Rules for assortative mating in relation to selection for linear merit functions.

This study examined how assortative mating (without selection) based on linear combinations of two traits could be used to change genetic parameters so as to increase efficiency of selection. The efficiency of the Smith-Hazel index for improvement of multiple traits is a function of phenotypic and genetic variances and covariances, and of the relative economic values of the traits involved. Assortative mating is known to change genetic variances and covariances. Recursive formulae were derived to obtain these variances and covariances after t generations of assortative mating on linear combinations (mating rules) of phenotypic values for two traits, with a given correlation between mates. Selection efficiency after t generations of assortative mating without selection was expressed as a function of random mating genetic parameters, economic values, the mating rule, and the correlation between mates. Selection efficiency was maximized with respect to the coefficients in the mating rule. Because the objective function was nonlinear, a computer routine was used for maximizing it. Two cases were considered.
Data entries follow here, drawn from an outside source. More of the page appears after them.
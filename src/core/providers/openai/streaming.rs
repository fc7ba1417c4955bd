//! OpenAI stream chunk decoding

use super::PROVIDER_NAME;
use super::transform::parse_usage;
use crate::core::providers::base::{SseEvent, http};
use crate::core::providers::unified_provider::ProviderError;
use crate::core::streaming::StreamEvent;
use crate::core::types::FinishReason;
use serde_json::Value;

pub fn finish_reason(reason: &str) -> FinishReason {
    match reason {
        "length" => FinishReason::Length,
        "content_filter" => FinishReason::ContentFilter,
        "tool_calls" | "function_call" => FinishReason::ToolCalls,
        _ => FinishReason::Stop,
    }
}

/// Decode one `chat.completion.chunk`
pub fn parse_event(event: &SseEvent) -> Result<Vec<StreamEvent>, ProviderError> {
    let data = event.data.trim();
    if data.is_empty() || data == "[DONE]" {
        return Ok(Vec::new());
    }

    let chunk: Value = serde_json::from_str(data).map_err(|e| {
        ProviderError::response_parsing(PROVIDER_NAME, format!("Invalid stream chunk: {}", e))
    })?;

    if chunk.get("error").is_some() {
        let message = http::error_message(data).unwrap_or_else(|| "Stream error".to_string());
        return Err(ProviderError::streaming(PROVIDER_NAME, message));
    }

    let mut events = Vec::new();
    if let Some(model) = chunk.get("model").and_then(|m| m.as_str()) {
        events.push(StreamEvent::Model(model.to_string()));
    }

    if let Some(choice) = chunk.get("choices").and_then(|c| c.get(0)) {
        if let Some(text) = choice
            .get("delta")
            .and_then(|d| d.get("content"))
            .and_then(|c| c.as_str())
        {
            events.push(StreamEvent::Text(text.to_string()));
        }
        if let Some(reason) = choice.get("finish_reason").and_then(|r| r.as_str()) {
            events.push(StreamEvent::Finish(finish_reason(reason)));
        }
    }

    if let Some(usage) = chunk.get("usage").and_then(parse_usage) {
        events.push(StreamEvent::Usage(usage));
    }

    Ok(events)
}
When random mating heritabilities for the two traits were h X (2) =0.25 and h Y (2) =0.50, the genetic correlation rXY=-0.60, and the economic values were aX=3 and aY=1, continued assortative mating based on the optimal mating rule for 31 generations (with a correlation of 0.80 between mates) increased selection efficiency by 29%. Heritabilities changed to 0.38 and 0.66, respectively, and the genetic correlation became - 0.79. When h X (2) =0.60, h Y (2) =0.60, rXY=- 0.20, a1=1 and a2=1, 36 generations of continued assortative mating with the optimal mating rule increased the efficiency of selection by 17%, heritabilities became h X (2) = h Y (2) =0.71, and the genetic correlation changed to 0.25. Only three generations of assortative mating were required to change the sign of the genetic correlation.